Voilà des mois que vous nous avez quittés, victime d’un terrorisme sanglant ayant endeuillé notre pays. Vous qui, ravis à la fleur de l’âge, embaumez le jasmin, vous avez été à la révolution son plus fort prix et à la démocratie sa plus chère leçon. Pour que le peuple apprenne à choisir et donne en cela l’exemple, vous avez été le tribut lourd consenti en sacrifice.
Socrate, je m’adresse à l’emblème que vous êtes devenu car, au-delà de vous-mêmes vous incarnez désormais une mosaïque de visages de jeunes tombés comme vous en proie à la bêtise humaine. Morts par dizaines à coup de balles et de mines, vous avez été vengés ce dimanche 21 décembre.
La majorité de vos compatriotes qui vous portent désormais dans le cœur ont écarté du pouvoir celui sous le régime duquel le terrorisme a pu se répandre, s’étendre et atteindre la Tunisie dans ce qu’elle a de plus cher : Vous, sa jeunesse. Ces Tunisiens qui vous ont vus partir, un à un, sur leurs écrans, n’avaient rien pu faire pour que cessent les pertes. Eux qui n’étaient jusque-là capables que de quelques pensées émues accompagnant la tragédie qu’en vous perdant ils vivaient, ils ont cessé d’être passifs en votant dimanche pour une alternative qui fera ses preuves prochainement.

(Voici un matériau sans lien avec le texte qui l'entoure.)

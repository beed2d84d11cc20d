//! The identity token kept in the server-side session.

use access::SessionInfo;
use dioxus::prelude::ServerFnError;
use tower_sessions::Session;

use crate::error::ServiceError;

/// Key for storing the identity service token in the session.
pub const SESSION_TOKEN_KEY: &str = "identity_token";

/// Read the token of the signed-in user, if any.
pub async fn session_token(session: &Session) -> Result<Option<String>, ServerFnError> {
    session
        .get(SESSION_TOKEN_KEY)
        .await
        .map_err(|e| ServerFnError::new(e.to_string()))
}

/// Turn the identity service's answer for the stored token into what the client sees.
///
/// A token the service no longer accepts is dropped, and the caller is reported as
/// signed out rather than failed.
pub async fn settle_session(
    session: &Session,
    answer: Result<SessionInfo, ServiceError>,
) -> Result<Option<SessionInfo>, ServerFnError> {
    match answer {
        Ok(info) => Ok(Some(info)),
        Err(ServiceError::Unauthenticated) => {
            tracing::info!("Identity token rejected, clearing session");
            session
                .remove::<String>(SESSION_TOKEN_KEY)
                .await
                .map_err(|e| ServerFnError::new(e.to_string()))?;
            Ok(None)
        }
        Err(e) => {
            tracing::error!("Failed to load session: {}", e);
            Err(ServerFnError::new(e.to_string()))
        }
    }
}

A la tête de cette Tunisie dont vous avez été l’offrande, ce peuple a choisi de désigner le candidat le moins jeune d’une liste longue d’une vingtaine de noms. Car loin de voter pour une personne, la majorité a désigné un mode de vie, une vision et une dimension de la politique dépassant le politique vers le social dans une alchimie de conséquences avec le salut national. Pour vous, ceux-là ont choisi une vision unificatrice, loin de celle qui en disant privilégier les minorités les plus extrémistes, leur a permis de vous stigmatiser, de vous viser et de vous abattre.

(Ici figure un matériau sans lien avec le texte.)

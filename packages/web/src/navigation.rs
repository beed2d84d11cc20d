//! # Admin navigation tree
//!
//! The full sidebar as declared for every user, in menu order. Each entry's
//! permission is the same one its route guards on, so the sidebar never offers a page
//! the guard would refuse. Paths come from [`Route`]'s `Display` so they cannot drift
//! from the router.

use access::{NavIcon, NavItem, PermissionId};

use crate::Route;

pub mod permissions {
    use access::PermissionId;

    pub const BRANCHES: PermissionId = PermissionId::new("branches:all");
    pub const MENU_CATEGORIES: PermissionId = PermissionId::new("menu-management:categories");
    pub const MENU_ITEMS: PermissionId = PermissionId::new("menu-management:items");
    pub const INGREDIENTS: PermissionId = PermissionId::new("inventory:ingredients");
    pub const ORDERS: PermissionId = PermissionId::new("orders:all");
    pub const RIDERS: PermissionId = PermissionId::new("riders:all");
    pub const DISCOUNTS: PermissionId = PermissionId::new("marketing:discounts");
    pub const LOYALTY: PermissionId = PermissionId::new("marketing:loyalty");
    pub const REVIEWS: PermissionId = PermissionId::new("reviews:all");
    pub const USERS: PermissionId = PermissionId::new("authentication:users");
    pub const ROLES: PermissionId = PermissionId::new("authentication:roles");
    pub const CMS: PermissionId = PermissionId::new("cms:all");
    pub const SETTINGS: PermissionId = PermissionId::new("settings:all");
}

fn link(name: &str, icon: NavIcon, route: Route, permission: Option<PermissionId>) -> NavItem {
    let item = NavItem::link(name, icon, route.to_string());
    match permission {
        Some(permission) => item.requires(permission),
        None => item,
    }
}

pub fn admin_navigation() -> Vec<NavItem> {
    use self::permissions::*;

    vec![
        link("Dashboard", NavIcon::Dashboard, Route::Dashboard {}, None),
        link("Branches", NavIcon::Branches, Route::Branches {}, Some(BRANCHES)),
        NavItem::section(
            "Menu & Categories",
            NavIcon::Menu,
            vec![
                link("Categories", NavIcon::Dot, Route::MenuCategories {}, Some(MENU_CATEGORIES)),
                link("Items", NavIcon::Dot, Route::MenuItems {}, Some(MENU_ITEMS)),
            ],
        ),
        link("Ingredients & Stock", NavIcon::Ingredients, Route::Ingredients {}, Some(INGREDIENTS)),
        link("Orders", NavIcon::Orders, Route::Orders {}, Some(ORDERS)),
        link("Riders", NavIcon::Riders, Route::Riders {}, Some(RIDERS)),
        NavItem::section(
            "Marketing",
            NavIcon::Discounts,
            vec![
                link("Discounts", NavIcon::Dot, Route::Discounts {}, Some(DISCOUNTS)),
                link("Loyalty", NavIcon::Dot, Route::Loyalty {}, Some(LOYALTY)),
            ],
        ),
        link("Reviews", NavIcon::Reviews, Route::Reviews {}, Some(REVIEWS)),
        NavItem::section(
            "Authentication",
            NavIcon::Users,
            vec![
                link("Users", NavIcon::Dot, Route::Users {}, Some(USERS)),
                link("Roles & Permissions", NavIcon::Dot, Route::Roles {}, Some(ROLES)),
            ],
        ),
        link("CMS", NavIcon::Cms, Route::Cms {}, Some(CMS)),
        link("Settings", NavIcon::Settings, Route::Settings {}, Some(SETTINGS)),
    ]
}
//! Error types for configuration and calls to the external services.

use thiserror::Error;

#[derive(Debug, Clone, PartialEq, Error)]
pub enum ConfigError {
    #[error("{0} not set")]
    Missing(&'static str),
    #[error("{var} must be an http(s) URL, got {value:?}")]
    InvalidUrl { var: &'static str, value: String },
    #[error("{var} must be a positive number, got {value:?}")]
    InvalidNumber { var: &'static str, value: String },
}

#[derive(Debug, Error)]
pub enum ServiceError {
    #[error(transparent)]
    Config(#[from] ConfigError),
    #[cfg(feature = "server")]
    #[error("request failed: {0}")]
    Transport(#[from] reqwest::Error),
    #[error("not signed in")]
    Unauthenticated,
    /// Signed in, but the backend refused this request for the current role.
    #[error("access denied")]
    Forbidden,
    #[error("unexpected status {0}")]
    Status(u16),
    /// The backend answered `success: false`.
    #[error("{0}")]
    Rejected(String),
    #[error("response carried no data")]
    MissingData,
    #[error("unknown resource: {0}")]
    UnknownResource(String),
}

Parce que tout va de pair, y compris le deuil et la joie, même nationaux, la Tunisie vit, en ces jours exceptionnels, la fin d’une étape et le début d’une autre. Nous dépassons ainsi les limites largement atteintes d’un régime politique pour en entamer un nouveau. Une étape qui a permis de prouver que la présidence d’un pays en mutation n’est pas aisée, que bon opposant et bon dirigeant, ne sont pas corollaires et qu’entre les idéaux et leur mise à exécution il y a un gap. Ce gap dépasse les ambitions personnelles et celle partisane car il peut s’avérer fatal, quand le hiatus est grand entre la grandeur de la tâche et les petits calculs égocentrés.
Parce qu’il ne s’agit justement pas de personnes ni d’égo, la majorité de la majorité n’a voué de culte qu’à un schéma pouvant la sortir de l’embrouille où, seule, elle s’était mise, un certain octobre 2011. Ecarter les islamistes and co de la sphère décisionnelle, ne pas les occulter comme variante composant la société tunisienne et sa scène politique, et choisir une voie nouvelle en faisant abstraction de critères de choix qui auraient pu être éliminatoires, la majorité l’a fait !
Vous avez été, Socrate, comme nos autres martyrs, l’objet d’un pragmatisme qui mènera le pays vers une nouvelle étape. Vous, la perte de la Tunisie devenus sa plus grande gloire, vous avez été présents dans les esprits quand il s’est agi de cocher une case et de glisser un bulletin.
Les Tunisiens n’ont pas choisi celui qui vous vengera parce que pareil dessein est désormais dépassé, mais ils ont choisi d’éliminer celui qui regardait ailleurs quand on vous achevait un à un. C’est en soi une vengeance, Socrate, une vengeance qui ne sera effective qu’avec une promesse ferme que le pays ne tombera pas si bas, que des martyrs ne tomberont plus par dizaines pour des causes qui ne sont incontestablement pas les bonnes, que l’effort se concentrera sur nous, cercle élargi et non sur celui restreint de la complaisance.
Si tout cela est réalisé, nous serons vengés de vous, martyrs de cette Nation. Vous les frères, fils, maris et pères, vous le jasmin de cette terre qui de pourpre l’avez arrosée, vous l’illustration d’un hymne dont plus que jamais nous avons compris le sens, vous son rythme et sa quintessence, nous vous entendons, d’ici, entonner « Nous mourrons, nous mourrons, pour que vive la patrie ! » et la partie vivra.